> Dataset entries:
□ □ □ □ □
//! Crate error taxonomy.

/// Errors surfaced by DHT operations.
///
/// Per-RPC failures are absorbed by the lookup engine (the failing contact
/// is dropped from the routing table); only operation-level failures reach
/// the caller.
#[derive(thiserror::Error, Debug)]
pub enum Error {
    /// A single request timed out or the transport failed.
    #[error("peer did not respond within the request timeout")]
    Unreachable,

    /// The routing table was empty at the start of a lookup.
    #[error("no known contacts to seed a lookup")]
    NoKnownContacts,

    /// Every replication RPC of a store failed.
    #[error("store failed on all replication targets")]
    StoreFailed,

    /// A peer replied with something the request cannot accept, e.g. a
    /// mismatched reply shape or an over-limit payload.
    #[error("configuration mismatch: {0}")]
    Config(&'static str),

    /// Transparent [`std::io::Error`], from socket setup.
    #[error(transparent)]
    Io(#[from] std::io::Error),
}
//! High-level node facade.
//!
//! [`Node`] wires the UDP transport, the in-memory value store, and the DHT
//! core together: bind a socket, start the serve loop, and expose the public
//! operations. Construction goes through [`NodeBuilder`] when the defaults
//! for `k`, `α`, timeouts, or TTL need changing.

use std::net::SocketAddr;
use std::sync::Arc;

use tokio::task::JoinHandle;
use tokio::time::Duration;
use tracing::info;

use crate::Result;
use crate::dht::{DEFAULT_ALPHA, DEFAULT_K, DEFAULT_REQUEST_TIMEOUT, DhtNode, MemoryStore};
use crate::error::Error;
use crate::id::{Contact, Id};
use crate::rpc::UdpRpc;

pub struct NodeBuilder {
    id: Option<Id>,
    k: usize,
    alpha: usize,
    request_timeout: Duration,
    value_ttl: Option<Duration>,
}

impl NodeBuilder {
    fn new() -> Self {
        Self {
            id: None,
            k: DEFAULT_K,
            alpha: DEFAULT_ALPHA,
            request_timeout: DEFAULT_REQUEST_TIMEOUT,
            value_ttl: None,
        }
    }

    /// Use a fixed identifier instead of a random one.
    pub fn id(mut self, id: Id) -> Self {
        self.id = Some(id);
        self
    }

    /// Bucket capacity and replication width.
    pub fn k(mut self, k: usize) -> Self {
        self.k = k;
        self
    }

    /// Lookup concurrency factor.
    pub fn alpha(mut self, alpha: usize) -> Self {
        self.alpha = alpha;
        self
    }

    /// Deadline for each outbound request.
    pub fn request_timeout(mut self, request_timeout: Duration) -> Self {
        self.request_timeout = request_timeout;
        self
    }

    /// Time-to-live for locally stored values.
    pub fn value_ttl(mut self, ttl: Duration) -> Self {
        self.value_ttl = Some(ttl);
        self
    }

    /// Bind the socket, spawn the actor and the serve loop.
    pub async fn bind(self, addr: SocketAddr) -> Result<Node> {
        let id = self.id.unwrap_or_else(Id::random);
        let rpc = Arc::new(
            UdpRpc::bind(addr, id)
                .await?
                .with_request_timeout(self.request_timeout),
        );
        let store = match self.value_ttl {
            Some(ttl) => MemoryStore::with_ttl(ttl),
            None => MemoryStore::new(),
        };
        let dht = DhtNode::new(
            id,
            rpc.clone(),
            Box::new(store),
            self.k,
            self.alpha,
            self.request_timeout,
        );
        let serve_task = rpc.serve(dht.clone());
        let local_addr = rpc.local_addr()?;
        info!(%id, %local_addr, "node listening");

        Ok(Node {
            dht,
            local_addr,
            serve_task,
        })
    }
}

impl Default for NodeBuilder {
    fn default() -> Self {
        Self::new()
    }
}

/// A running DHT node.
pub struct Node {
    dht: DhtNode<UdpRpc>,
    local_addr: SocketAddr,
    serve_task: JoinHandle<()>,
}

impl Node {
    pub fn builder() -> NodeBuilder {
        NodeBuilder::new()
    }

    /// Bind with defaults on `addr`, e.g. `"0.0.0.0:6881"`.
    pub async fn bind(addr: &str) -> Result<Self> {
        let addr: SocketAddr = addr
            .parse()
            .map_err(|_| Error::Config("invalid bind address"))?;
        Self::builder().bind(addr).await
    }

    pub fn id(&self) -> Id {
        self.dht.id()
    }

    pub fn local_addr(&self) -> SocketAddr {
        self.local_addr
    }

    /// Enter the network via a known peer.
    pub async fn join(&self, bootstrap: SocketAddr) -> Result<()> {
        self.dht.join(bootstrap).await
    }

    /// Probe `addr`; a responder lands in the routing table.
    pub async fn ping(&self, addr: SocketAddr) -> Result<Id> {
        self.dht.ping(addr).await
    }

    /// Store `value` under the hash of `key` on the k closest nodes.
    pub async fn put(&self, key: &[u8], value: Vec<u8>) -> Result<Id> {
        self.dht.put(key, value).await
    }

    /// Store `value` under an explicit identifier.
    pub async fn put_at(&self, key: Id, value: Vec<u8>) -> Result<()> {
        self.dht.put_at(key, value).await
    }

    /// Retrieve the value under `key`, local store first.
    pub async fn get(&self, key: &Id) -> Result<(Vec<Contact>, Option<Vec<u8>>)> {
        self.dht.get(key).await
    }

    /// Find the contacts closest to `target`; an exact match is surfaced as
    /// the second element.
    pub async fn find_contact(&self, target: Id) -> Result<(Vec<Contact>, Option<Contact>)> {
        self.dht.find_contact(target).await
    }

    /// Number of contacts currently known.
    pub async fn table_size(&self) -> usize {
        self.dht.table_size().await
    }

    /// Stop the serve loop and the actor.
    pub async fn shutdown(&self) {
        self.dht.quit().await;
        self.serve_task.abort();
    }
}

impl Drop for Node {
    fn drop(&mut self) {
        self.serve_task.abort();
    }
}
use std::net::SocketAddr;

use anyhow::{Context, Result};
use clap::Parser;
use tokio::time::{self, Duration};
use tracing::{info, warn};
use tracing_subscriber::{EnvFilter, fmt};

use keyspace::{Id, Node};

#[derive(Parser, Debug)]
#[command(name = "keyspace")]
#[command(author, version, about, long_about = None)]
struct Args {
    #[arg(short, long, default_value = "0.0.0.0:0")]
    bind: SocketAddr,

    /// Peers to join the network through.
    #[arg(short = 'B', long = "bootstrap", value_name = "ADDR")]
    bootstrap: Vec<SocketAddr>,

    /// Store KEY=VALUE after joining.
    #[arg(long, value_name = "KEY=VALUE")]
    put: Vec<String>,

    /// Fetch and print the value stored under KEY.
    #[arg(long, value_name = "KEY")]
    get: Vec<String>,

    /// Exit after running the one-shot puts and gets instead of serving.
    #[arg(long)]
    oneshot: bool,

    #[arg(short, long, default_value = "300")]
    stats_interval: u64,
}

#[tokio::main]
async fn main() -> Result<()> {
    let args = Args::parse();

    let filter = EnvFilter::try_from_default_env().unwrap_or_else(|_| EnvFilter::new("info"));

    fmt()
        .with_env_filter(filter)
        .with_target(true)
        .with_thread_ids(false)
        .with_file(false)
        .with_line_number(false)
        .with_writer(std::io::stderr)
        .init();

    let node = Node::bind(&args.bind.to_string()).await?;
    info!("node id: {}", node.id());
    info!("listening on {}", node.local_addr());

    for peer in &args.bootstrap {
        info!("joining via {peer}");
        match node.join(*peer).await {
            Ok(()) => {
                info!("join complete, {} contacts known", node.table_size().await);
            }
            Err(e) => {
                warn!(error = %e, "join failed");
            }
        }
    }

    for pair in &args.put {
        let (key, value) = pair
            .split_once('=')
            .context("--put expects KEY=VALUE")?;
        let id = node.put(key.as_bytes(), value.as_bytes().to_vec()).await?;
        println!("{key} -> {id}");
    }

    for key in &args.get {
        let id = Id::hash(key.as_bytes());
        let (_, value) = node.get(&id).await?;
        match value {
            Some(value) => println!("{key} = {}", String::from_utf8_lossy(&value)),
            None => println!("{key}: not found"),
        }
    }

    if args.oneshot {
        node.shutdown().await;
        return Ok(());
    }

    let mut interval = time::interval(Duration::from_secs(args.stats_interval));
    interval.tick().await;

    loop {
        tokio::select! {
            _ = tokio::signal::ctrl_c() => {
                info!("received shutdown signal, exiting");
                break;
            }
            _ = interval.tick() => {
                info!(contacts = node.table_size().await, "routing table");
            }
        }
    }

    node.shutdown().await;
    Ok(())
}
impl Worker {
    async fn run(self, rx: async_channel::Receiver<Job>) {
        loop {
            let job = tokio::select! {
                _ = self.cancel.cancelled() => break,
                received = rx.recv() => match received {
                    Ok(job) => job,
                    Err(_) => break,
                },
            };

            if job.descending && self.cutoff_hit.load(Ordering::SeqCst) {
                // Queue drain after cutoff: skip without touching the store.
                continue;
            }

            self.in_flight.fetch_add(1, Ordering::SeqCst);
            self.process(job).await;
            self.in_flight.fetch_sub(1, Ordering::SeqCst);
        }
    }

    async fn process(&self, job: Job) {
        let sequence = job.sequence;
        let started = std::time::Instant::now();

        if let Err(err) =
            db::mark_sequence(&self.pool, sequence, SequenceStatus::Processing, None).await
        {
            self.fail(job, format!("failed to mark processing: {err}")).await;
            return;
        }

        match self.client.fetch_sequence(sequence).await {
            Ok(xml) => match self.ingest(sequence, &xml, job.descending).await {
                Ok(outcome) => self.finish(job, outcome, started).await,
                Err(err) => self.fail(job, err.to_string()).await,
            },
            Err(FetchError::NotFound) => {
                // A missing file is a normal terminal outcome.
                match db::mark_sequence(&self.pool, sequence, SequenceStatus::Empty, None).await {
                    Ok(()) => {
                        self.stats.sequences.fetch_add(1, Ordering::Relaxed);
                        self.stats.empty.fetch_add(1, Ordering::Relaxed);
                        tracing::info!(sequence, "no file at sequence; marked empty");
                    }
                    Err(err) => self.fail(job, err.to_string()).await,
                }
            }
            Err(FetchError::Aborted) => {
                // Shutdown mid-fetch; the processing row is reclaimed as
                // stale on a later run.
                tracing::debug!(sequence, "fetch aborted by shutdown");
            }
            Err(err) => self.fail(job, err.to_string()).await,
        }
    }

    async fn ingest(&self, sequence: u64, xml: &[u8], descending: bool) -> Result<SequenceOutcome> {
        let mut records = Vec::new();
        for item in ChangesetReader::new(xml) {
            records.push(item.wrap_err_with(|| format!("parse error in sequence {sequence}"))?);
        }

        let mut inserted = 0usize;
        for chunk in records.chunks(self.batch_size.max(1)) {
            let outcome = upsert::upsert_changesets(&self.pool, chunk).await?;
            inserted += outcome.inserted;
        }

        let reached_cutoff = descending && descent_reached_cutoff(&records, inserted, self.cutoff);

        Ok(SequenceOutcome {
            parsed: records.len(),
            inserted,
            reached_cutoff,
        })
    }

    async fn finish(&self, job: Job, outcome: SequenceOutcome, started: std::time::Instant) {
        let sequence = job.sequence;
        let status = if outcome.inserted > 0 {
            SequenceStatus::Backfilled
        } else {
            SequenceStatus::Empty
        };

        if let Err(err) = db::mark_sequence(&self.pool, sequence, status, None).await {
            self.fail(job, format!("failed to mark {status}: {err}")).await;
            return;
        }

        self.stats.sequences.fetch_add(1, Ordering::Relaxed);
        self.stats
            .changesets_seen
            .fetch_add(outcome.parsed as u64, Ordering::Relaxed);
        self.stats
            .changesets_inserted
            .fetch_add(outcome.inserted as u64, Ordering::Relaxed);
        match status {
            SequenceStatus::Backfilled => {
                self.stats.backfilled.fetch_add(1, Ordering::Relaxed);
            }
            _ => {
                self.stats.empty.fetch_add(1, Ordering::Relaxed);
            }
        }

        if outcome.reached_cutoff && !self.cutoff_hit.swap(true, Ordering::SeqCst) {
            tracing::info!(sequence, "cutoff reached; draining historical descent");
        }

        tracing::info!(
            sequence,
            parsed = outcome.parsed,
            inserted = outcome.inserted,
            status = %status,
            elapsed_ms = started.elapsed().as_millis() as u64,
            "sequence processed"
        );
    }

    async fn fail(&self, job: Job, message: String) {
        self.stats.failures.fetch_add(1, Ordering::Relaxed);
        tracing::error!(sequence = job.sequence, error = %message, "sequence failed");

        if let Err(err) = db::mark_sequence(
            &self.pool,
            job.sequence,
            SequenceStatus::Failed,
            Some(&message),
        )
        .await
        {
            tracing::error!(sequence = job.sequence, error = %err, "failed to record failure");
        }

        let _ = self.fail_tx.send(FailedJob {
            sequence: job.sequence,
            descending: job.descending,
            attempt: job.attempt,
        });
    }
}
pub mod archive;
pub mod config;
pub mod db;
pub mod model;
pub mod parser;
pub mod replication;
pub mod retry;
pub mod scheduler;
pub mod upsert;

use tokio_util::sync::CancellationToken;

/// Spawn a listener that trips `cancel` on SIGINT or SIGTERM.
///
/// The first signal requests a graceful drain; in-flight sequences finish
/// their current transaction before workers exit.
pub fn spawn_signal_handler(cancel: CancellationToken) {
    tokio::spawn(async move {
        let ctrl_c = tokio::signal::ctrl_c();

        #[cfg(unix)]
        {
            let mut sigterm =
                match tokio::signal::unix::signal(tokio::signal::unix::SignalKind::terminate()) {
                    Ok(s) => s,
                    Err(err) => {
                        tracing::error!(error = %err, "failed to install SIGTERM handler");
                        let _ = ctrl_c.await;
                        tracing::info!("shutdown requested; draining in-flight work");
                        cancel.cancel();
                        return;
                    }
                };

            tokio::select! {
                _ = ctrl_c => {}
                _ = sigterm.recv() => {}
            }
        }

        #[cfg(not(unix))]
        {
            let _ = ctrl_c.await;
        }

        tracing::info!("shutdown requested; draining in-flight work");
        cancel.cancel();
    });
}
□ □ □ □ □
> Description of the task: Lines with the word "bootstrap" in the data need counting; report the count alone.

> Written answer: 5